Ok, well, people who eat junk food, smoke, and drink excessively are a drain on our health system right? You agree there? You say reward healthy people by giving them discounts, but the problem with that kind of logic is that you will take out money from a system that needs money. You are actually punishing the poor because they have less ability to live healthy - by your own admission! They are "Addicted" to junk food. Your own logic says that rewarding healthy people will actually more quickly bankrupt the system. If you tax something, it cuts consumption of it. Higher price = less consumption. When the price of cigarettes went up in NYC from $3/pak to over $8 a pack, a lot of people, including myself, said it was unfair and terrible.
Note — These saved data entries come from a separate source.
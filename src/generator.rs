// External libraries
use log::{debug, info};
use rand::rngs::StdRng;
use rand::seq::SliceRandom;
use rand::{Rng, SeedableRng};

// MAZE
use crate::error::{MazeError, Result};
use crate::graph::Graph;
use crate::maze::Maze;

/// Outcome of a single generation step.
#[derive(Debug, Copy, Clone, PartialEq, Eq)]
pub enum Step {
    Carved { from: usize, to: usize },
    Backtracked(usize),
    Done,
}

/// A maze generation algorithm driven one step at a time, so that a host
/// loop can draw between steps.
pub trait MazeGenerator {
    fn step<G: Graph>(&mut self, maze: &mut Maze<G>) -> Result<Step>;

    /// Cells currently being searched from.
    fn frontier(&self) -> &[usize];

    fn steps(&self) -> usize;

    fn is_done(&self) -> bool;

    fn name(&self) -> &str {
        "Maze generator"
    }

    /// Performs up to `nb_steps` steps, returns how many were performed.
    fn run_steps<G: Graph>(&mut self, maze: &mut Maze<G>, nb_steps: usize) -> Result<usize> {
        for done in 0..nb_steps {
            if let Step::Done = self.step(maze)? {
                return Ok(done);
            }
        }
        Ok(nb_steps)
    }

    /// Steps until the generator is exhausted.
    fn run<G: Graph>(&mut self, maze: &mut Maze<G>) -> Result<usize> {
        let mut done = 0;
        while self.step(maze)? != Step::Done {
            done += 1;
        }
        Ok(done)
    }
}

/// Randomized depth-first search (recursive backtracker) with an explicit
/// stack. Visited cells are revealed in the maze as they are reached.
pub struct RandomDfs<R: Rng> {
    rng: R,
    stack: Vec<usize>,
    unvisited: Vec<bool>,
    steps: usize,
}

impl<R: Rng> RandomDfs<R> {
    pub fn new<G: Graph>(maze: &mut Maze<G>, start: usize, rng: R) -> Result<Self> {
        if !maze.is_valid_cell(start)? {
            return Err(MazeError::InvalidStartCell(start));
        }
        let mut unvisited = maze.valid_cells().to_vec();
        unvisited[start] = false;
        maze.set_cell_state(start, true)?;
        debug!("depth-first search starting from {}", maze.coord_of(start as isize));

        Ok(Self {
            rng,
            stack: vec![start],
            unvisited,
            steps: 0,
        })
    }

    #[inline]
    pub fn current(&self) -> Option<usize> {
        self.stack.last().copied()
    }
}

impl RandomDfs<StdRng> {
    /// Reproducible when `seed` is given, seeded from the OS otherwise.
    pub fn seeded<G: Graph>(maze: &mut Maze<G>, start: usize, seed: Option<u64>) -> Result<Self> {
        let rng = match seed {
            Some(seed) => StdRng::seed_from_u64(seed),
            None => StdRng::from_entropy(),
        };
        Self::new(maze, start, rng)
    }
}

impl<R: Rng> MazeGenerator for RandomDfs<R> {
    fn step<G: Graph>(&mut self, maze: &mut Maze<G>) -> Result<Step> {
        let current = match self.current() {
            Some(current) => current,
            None => return Ok(Step::Done),
        };

        let candidates = maze.neighbors_filtered(current, &self.unvisited)?;
        self.steps += 1;
        match candidates.choose(&mut self.rng) {
            Some(&next) => {
                maze.graph_mut().add_edge(current, next)?;
                maze.set_cell_state(next, true)?;
                self.unvisited[next] = false;
                self.stack.push(next);
                debug!("carved {} -> {}", current, next);
                Ok(Step::Carved {
                    from: current,
                    to: next,
                })
            }
            None => {
                self.stack.pop();
                debug!("backtracked from {}", current);
                if self.stack.is_empty() {
                    info!("maze generated in {} steps", self.steps);
                }
                Ok(Step::Backtracked(current))
            }
        }
    }

    fn frontier(&self) -> &[usize] {
        &self.stack
    }

    #[inline]
    fn steps(&self) -> usize {
        self.steps
    }

    #[inline]
    fn is_done(&self) -> bool {
        self.stack.is_empty()
    }

    fn name(&self) -> &str {
        "Randomized depth-first search"
    }
}

#[cfg(test)]
mod tests {
    use super::*;
    use crate::graph::AdjacencyGraph;
    use crate::grid::{Coord, DIRECTIONS};
    use crate::shape::Shape;

    fn assert_spanning_tree(maze: &Maze) {
        let valid = maze.valid_cell_count();
        assert_eq!(maze.graph().edge_count(), valid - 1);
        for idx in 0..maze.vertex_count() {
            let is_valid = maze.is_valid_cell(idx).unwrap();
            assert_eq!(maze.get_cell_state(idx).unwrap(), is_valid);
            for &n in maze.graph().neighbors(idx) {
                assert!(maze.is_valid_cell(n).unwrap());
                let pos = maze.coord_of(idx as isize);
                assert!(DIRECTIONS
                    .iter()
                    .any(|dir| maze.index_of(pos.offset(*dir)) == n as isize
                        && maze.has_edge(pos, *dir)));
            }
        }
    }

    #[test]
    fn carves_spanning_tree() {
        let mut maze = Maze::new(8, 5);
        let mut dfs = RandomDfs::seeded(&mut maze, 0, Some(7)).unwrap();
        let steps = dfs.run(&mut maze).unwrap();
        // one carve per cell but the start, one backtrack per cell
        assert_eq!(steps, 2 * 40 - 1);
        assert!(dfs.is_done());
        assert!(dfs.frontier().is_empty());
        assert_eq!(dfs.step(&mut maze).unwrap(), Step::Done);
        assert_spanning_tree(&maze);
    }

    #[test]
    fn carves_inside_circle_only() {
        let mut maze = Maze::new(20, 20);
        let dim = *maze.dim();
        maze.set_validity_rule(Shape::Circle.rule(dim, None));
        let start = maze.index_of(Coord::new(10, 10)) as usize;
        let mut dfs = RandomDfs::seeded(&mut maze, start, Some(1)).unwrap();
        dfs.run(&mut maze).unwrap();
        assert_spanning_tree(&maze);
    }

    #[test]
    fn same_seed_same_maze() {
        let carve = |seed| {
            let mut maze = Maze::new(6, 6);
            let mut dfs = RandomDfs::seeded(&mut maze, 14, Some(seed)).unwrap();
            dfs.run(&mut maze).unwrap();
            maze.graph().clone()
        };
        assert_eq!(carve(3), carve(3));
    }

    #[test]
    fn stepping_reveals_progressively() {
        let mut maze = Maze::new(4, 4);
        let mut dfs = RandomDfs::seeded(&mut maze, 5, Some(11)).unwrap();
        assert_eq!(maze.cell_states().iter().filter(|s| **s).count(), 1);
        assert_eq!(dfs.frontier(), &[5]);

        match dfs.step(&mut maze).unwrap() {
            Step::Carved { from, to } => {
                assert_eq!(from, 5);
                assert!(maze.get_cell_state(to).unwrap());
                assert_eq!(dfs.current(), Some(to));
            }
            other => panic!("expected a carve, got {:?}", other),
        }
        assert_eq!(dfs.run_steps(&mut maze, 3).unwrap(), 3);
        assert_eq!(dfs.steps(), 4);
        assert_eq!(dfs.run_steps(&mut maze, 1000).unwrap(), 2 * 16 - 1 - 4);
    }

    #[test]
    fn start_must_be_in_region() {
        let mut maze = Maze::new(3, 3);
        maze.set_validity_rule(|_, idx| idx != 4);
        assert!(matches!(
            RandomDfs::seeded(&mut maze, 4, None),
            Err(MazeError::InvalidStartCell(4))
        ));
        assert!(matches!(
            RandomDfs::seeded(&mut maze, 9, None),
            Err(MazeError::IndexOutOfRange { .. })
        ));
    }

    #[test]
    fn isolated_start_finishes_at_once() {
        let mut maze: Maze<AdjacencyGraph> = Maze::new(3, 1);
        maze.set_validity_rule(|_, idx| idx != 1);
        let mut dfs = RandomDfs::seeded(&mut maze, 0, Some(0)).unwrap();
        assert_eq!(dfs.step(&mut maze).unwrap(), Step::Backtracked(0));
        assert!(dfs.is_done());
        assert!(!maze.get_cell_state(2usize).unwrap());
    }
}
Guess what, smoking rates in NYC plummetted and the average life expectancy has increased 18 months in NYC making it once of the best places to live if you want to live a long life. Increadible right??? Oh, and taxes don't go to corporations. Taxing sodas and sin foods would of course be protested BY THE CORPORATIONS. In reality, it is them that this kind of thing won't evey happen. But if you wanted to make the health system solvent, cover every American, and improve the life expectancy of the average American (in other words, make us actually claim to have a standard of living on par with Europe) - that's exactly what you would do.
So you believe Americans are so much more obese now than in the past because their willpower just ain't what it used to be? Seriously?
Once again Refman, I am not suggesting a sin tax. Lets cut the "who lives a healthier lifestyle" and simply suggest that a very healthy person shouldn't have to subsidize the unhealthly. Life insurance is already setup this way, so don't bother with any discriminatory "its genetics" examples. If you are a high risk, you pay more. If you are low risk, you pay less. That is the very basis of insurance, but of course, health care is really not about insurance. I also agree that the government has no business having my medical records. That is one of the primary reasons why I am against a public option.
So obviously we should do genetic testing to chrage higher price for people with genetic disorders. Maybe we should exclude them from insurance totally. How about force them to not have any kids, that should be better for the future right?
It looks like the EPA did a great job of protecting the water supply - not. And it would be great if we could have some communities with less government and some communities with more government. Then we could pick and choose which communities to live in. Unfortunately we all have to live in a federal nanny state.